The API will wait for incoming commands in a so called [endpoint](https://en.wikipedia.org/wiki/Service-oriented_architecture). Some sites tell you about (expose) their endpoint directly - in this case you are encouraged to use them to gather information. Other sites don't but that doesn't mean they are not using one. We are going to use this information for our advantage.

##  General algorithm to uncover and exploit REST APIs:

__Warning #1:__ Sometimes, the direct usage of APIs is forbidden for commercial purposes. Before you start building a business on it, you might want to read the related terms and conditions of the website. Rare and non-commercial usage should not result in any actions.

__Warning #2:__ Not every website uses REST API (or they are restricted in some ways). Therefore, this method will __not__ work in every single case. Sometimes, parsing an HTML is just not something you can avoid. However, it is surely worth checking as you may retrieve the whole dataset without having to parse and clean anything. 
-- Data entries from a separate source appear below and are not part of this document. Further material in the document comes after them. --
//! Per-mode supporting data and the loads that keep it fresh.
//!
//! Each source mode renders against data fetched here: challenge
//! history/leaderboards, the saved-list inventory, and the prebuilt-list
//! catalog. Loads are silent-fail: a failed fetch logs, leaves the prior
//! data in place, and clears the busy flag. Submission errors are the only
//! errors surfaced to the user, and those live elsewhere.
//!
//! Every load takes a ticket from a per-fetch-kind counter before awaiting;
//! a response only lands if its ticket is still the latest issued for that
//! kind, so rapid mode/lexicon switching cannot apply an out-of-order
//! response over newer data.

use std::sync::atomic::{AtomicU64, Ordering};
use std::sync::Arc;

use chrono::NaiveDate;
use tokio::sync::RwLock;
use tracing::{debug, error, instrument};

use crate::api::SetupApi;
use crate::protocol::{
    ChallengeLeaderboard, PlayedChallenge, PrebuiltListInfo, SavedListInventory,
};
use crate::util::{wire_date, BusyFlag};

/// Snapshot of everything the mode dialogs render against.
#[derive(Clone, Debug, Default)]
pub struct ModeData {
    /// Challenges already completed at the current date (grays them out).
    pub challenges_done: Vec<PlayedChallenge>,
    /// Leaderboard for the currently selected challenge.
    pub leaderboard: ChallengeLeaderboard,
    pub saved_lists: SavedListInventory,
    pub prebuilt_lists: Vec<PrebuiltListInfo>,
}

#[derive(Default)]
struct Tickets {
    history: AtomicU64,
    leaderboard: AtomicU64,
    saved: AtomicU64,
    prebuilt: AtomicU64,
}

fn take(counter: &AtomicU64) -> u64 {
    counter.fetch_add(1, Ordering::SeqCst) + 1
}

fn is_latest(counter: &AtomicU64, ticket: u64) -> bool {
    counter.load(Ordering::SeqCst) == ticket
}

/// Owns the per-mode data caches and the shared busy flag.
#[derive(Clone)]
pub struct AsyncDataBinder {
    store: Arc<RwLock<ModeData>>,
    tickets: Arc<Tickets>,
    busy: BusyFlag,
}

impl AsyncDataBinder {
    pub fn new(busy: BusyFlag) -> Self {
        Self {
            store: Arc::new(RwLock::new(ModeData::default())),
            tickets: Arc::new(Tickets::default()),
            busy,
        }
    }

    pub fn is_busy(&self) -> bool {
        self.busy.is_busy()
    }

    /// Cloned snapshot of the current caches.
    pub async fn data(&self) -> ModeData {
        self.store.read().await.clone()
    }

    /// Challenges already played at `date`, for graying out entries.
    #[instrument(level = "info", skip(self, api), fields(%lexicon, %date))]
    pub async fn load_challenge_history<A: SetupApi>(
        &self,
        api: &A,
        lexicon: u32,
        date: NaiveDate,
    ) {
        let _busy = self.busy.acquire();
        let ticket = take(&self.tickets.history);
        match api.challenges_played(lexicon, &wire_date(date)).await {
            Ok(done) if is_latest(&self.tickets.history, ticket) => {
                self.store.write().await.challenges_done = done;
            }
            Ok(_) => {
                debug!(target: "setup_data", ticket, "Discarding stale challenge-history response");
            }
            Err(e) => {
                error!(target: "setup_data", error = %e, "Challenge history load failed; keeping previous data");
            }
        }
    }

    /// Leaderboard for the selected challenge. No-op when none is selected.
    #[instrument(level = "info", skip(self, api), fields(%lexicon, %date, challenge = ?challenge))]
    pub async fn load_leaderboard<A: SetupApi>(
        &self,
        api: &A,
        lexicon: u32,
        date: NaiveDate,
        challenge: Option<u32>,
    ) {
        let Some(challenge) = challenge else {
            return;
        };
        let _busy = self.busy.acquire();
        let ticket = take(&self.tickets.leaderboard);
        match api.challenge_leaderboard(lexicon, &wire_date(date), challenge).await {
            Ok(board) if is_latest(&self.tickets.leaderboard, ticket) => {
                self.store.write().await.leaderboard = board;
            }
            Ok(_) => {
                debug!(target: "setup_data", ticket, "Discarding stale leaderboard response");
            }
            Err(e) => {
                error!(target: "setup_data", error = %e, "Leaderboard load failed; keeping previous data");
            }
        }
    }

    #[instrument(level = "info", skip(self, api), fields(%lexicon))]
    pub async fn load_saved_lists<A: SetupApi>(&self, api: &A, lexicon: u32) {
        let _busy = self.busy.acquire();
        let ticket = take(&self.tickets.saved);
        match api.saved_lists(lexicon).await {
            Ok(inventory) if is_latest(&self.tickets.saved, ticket) => {
                self.store.write().await.saved_lists = inventory;
            }
            Ok(_) => {
                debug!(target: "setup_data", ticket, "Discarding stale saved-list response");
            }
            Err(e) => {
                error!(target: "setup_data", error = %e, "Saved-list load failed; keeping previous data");
            }
        }
    }

    /// Refresh the prebuilt-list catalog. Returns the first entry's id when
    /// fresh data landed, so the dialog can auto-select it if nothing is
    /// selected yet.
    #[instrument(level = "info", skip(self, api), fields(%lexicon))]
    pub async fn load_prebuilt_lists<A: SetupApi>(&self, api: &A, lexicon: u32) -> Option<u32> {
        let _busy = self.busy.acquire();
        let ticket = take(&self.tickets.prebuilt);
        match api.prebuilt_lists(lexicon).await {
            Ok(lists) if is_latest(&self.tickets.prebuilt, ticket) => {
                let first = lists.first().map(|l| l.id);
                self.store.write().await.prebuilt_lists = lists;
                first
            }
            Ok(_) => {
                debug!(target: "setup_data", ticket, "Discarding stale prebuilt-list response");
                None
            }
            Err(e) => {
                error!(target: "setup_data", error = %e, "Prebuilt-list load failed; keeping previous data");
                None
            }
        }
    }
}

#[cfg(test)]
mod tests {
    use super::*;
    use std::sync::Mutex;

    use tokio::sync::Notify;

    use crate::protocol::{
        ChallengeSubmitRequest, FlashcardResponse, PrebuiltListFlashcardForm,
        PrebuiltListSubmitRequest, SavedListFlashcardForm, SavedListInfo, SavedListLimits,
        SavedListSubmitRequest, SearchFlashcardForm, SearchSubmitRequest, TablePayload,
    };

    fn inventory(name: &str) -> SavedListInventory {
        SavedListInventory {
            lists: vec![SavedListInfo {
                id: 1,
                name: name.to_string(),
                num_alphagrams: 10,
                gone_thru_once: false,
                last_saved: "a while ago".to_string(),
            }],
            count: 1,
            limits: SavedListLimits {
                total: 50,
                current: 1,
            },
        }
    }

    /// Serves saved-list responses out of order: the first call waits until
    /// the second one has answered.
    struct OutOfOrderApi {
        calls: Mutex<u32>,
        first_may_finish: Notify,
    }

    impl SetupApi for OutOfOrderApi {
        async fn challenges_played(
            &self,
            _lexicon: u32,
            _date: &str,
        ) -> Result<Vec<PlayedChallenge>, String> {
            Ok(vec![])
        }
        async fn challenge_leaderboard(
            &self,
            _lexicon: u32,
            _date: &str,
            _challenge: u32,
        ) -> Result<ChallengeLeaderboard, String> {
            Ok(ChallengeLeaderboard::default())
        }
        async fn new_challenge(
            &self,
            _req: &ChallengeSubmitRequest,
        ) -> Result<TablePayload, String> {
            Err("unused".into())
        }
        async fn new_search(&self, _req: &SearchSubmitRequest) -> Result<TablePayload, String> {
            Err("unused".into())
        }
        async fn saved_lists(&self, _lexicon: u32) -> Result<SavedListInventory, String> {
            let call = {
                let mut calls = self.calls.lock().unwrap();
                *calls += 1;
                *calls
            };
            if call == 1 {
                // Resolve only after the second request has come back.
                self.first_may_finish.notified().await;
                Ok(inventory("stale"))
            } else {
                self.first_may_finish.notify_one();
                Ok(inventory("fresh"))
            }
        }
        async fn load_saved_list(
            &self,
            _req: &SavedListSubmitRequest,
        ) -> Result<TablePayload, String> {
            Err("unused".into())
        }
        async fn delete_saved_list(&self, _list_id: u32) -> Result<(), String> {
            Err("unused".into())
        }
        async fn upload_list(
            &self,
            _file_name: &str,
            _contents: Vec<u8>,
            _lexicon: u32,
        ) -> Result<(), String> {
            Err("unused".into())
        }
        async fn prebuilt_lists(&self, _lexicon: u32) -> Result<Vec<PrebuiltListInfo>, String> {
            Err("load failure".into())
        }
        async fn load_prebuilt_list(
            &self,
            _req: &PrebuiltListSubmitRequest,
        ) -> Result<TablePayload, String> {
            Err("unused".into())
        }
        async fn flashcard_search(
            &self,
            _form: &SearchFlashcardForm,
        ) -> Result<FlashcardResponse, String> {
            Err("unused".into())
        }
        async fn flashcard_saved_list(
            &self,
            _form: &SavedListFlashcardForm,
        ) -> Result<FlashcardResponse, String> {
            Err("unused".into())
        }
        async fn flashcard_prebuilt_list(
            &self,
            _form: &PrebuiltListFlashcardForm,
        ) -> Result<FlashcardResponse, String> {
            Err("unused".into())
        }
    }

    #[tokio::test]
    async fn stale_response_is_discarded() {
        let api = OutOfOrderApi {
            calls: Mutex::new(0),
            first_may_finish: Notify::new(),
        };
        let binder = AsyncDataBinder::new(BusyFlag::new());
        // The first load's response arrives after the second's; the later
        // ticket must win.
        tokio::join!(
            binder.load_saved_lists(&api, 1),
            binder.load_saved_lists(&api, 1),
        );
        let data = binder.data().await;
        assert_eq!(data.saved_lists.lists[0].name, "fresh");
        assert!(!binder.is_busy());
    }

    #[tokio::test]
    async fn failed_load_keeps_previous_data_and_clears_busy() {
        let api = OutOfOrderApi {
            calls: Mutex::new(0),
            first_may_finish: Notify::new(),
        };
        let binder = AsyncDataBinder::new(BusyFlag::new());
        let selected = binder.load_prebuilt_lists(&api, 1).await;
        assert_eq!(selected, None);
        assert!(binder.data().await.prebuilt_lists.is_empty());
        assert!(!binder.is_busy());
    }

    #[tokio::test]
    async fn leaderboard_load_without_selection_is_a_noop() {
        let api = OutOfOrderApi {
            calls: Mutex::new(0),
            first_may_finish: Notify::new(),
        };
        let binder = AsyncDataBinder::new(BusyFlag::new());
        let date = NaiveDate::from_ymd_opt(2017, 3, 9).unwrap();
        binder.load_leaderboard(&api, 1, date, None).await;
        assert_eq!(binder.data().await.leaderboard, ChallengeLeaderboard::default());
    }
}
__Task__: Say you want to scrape the departing flights for a given day from [Budapest Liszt Ferenc Airport](https://www.bud.hu/indulo_jaratok). You need every detail that is accessible.

1. Open the [website](https://www.bud.hu/indulo_jaratok), right click and go inspect. On the top bar, instead of browsing the `Elements` tab, change to `Network`. If nothing is displayed here, refresh the page. This will show you the list of network traffic that happens under the hoods. There are pictures here, JavaScript codes and a bunch of scary process that we will avoid, don't worry. You will want to order the requests by `Type`. In most of the cases, `xhr` and `document` types will be the ones we care about. If you click on one of the `xhr` types, this is what should pop up.

![micro0](https://drive.google.com/uc?id=1AIb9eMa5dmh-vkaijBlaoh7LL7KXnbEM)

2. The `Headers` tab shows you the input details of the request that was sent out retrieve this specific content. If you change to the `Preview` or the `Response` tabs, the result of this request will be shown to you. While clicking the former will give you a nicer and rendered look, the latter returns a raw version.

3. Now, the task is to find the entry that returns the pieces of flights data we need. Let's check all the ones with `Type` = `xhr` first and check their `Preview` tabs to find the right one. I think we have a winner here, this looks great: 

 ![micro2](https://drive.google.com/uc?id=1c1oPqg3ClrL68lRyGRZBTJQiT-okhUq9)
 
4. Click on the "play button looking" triangle to expand an entry. Okay, this is very cool, we have it.

5. Next, we need to find a way replicate it so that we can get the data programmatically. If only there was a way to retrieve the input data for this very request. Oh wait! This is what the `Headers` tab is there for, isn't it? It is!

6. Now, the `Headers` tab contains details in a non-Python format (this is not entirely true, but at this point you are not assumed to have the skills needed to transform it manually).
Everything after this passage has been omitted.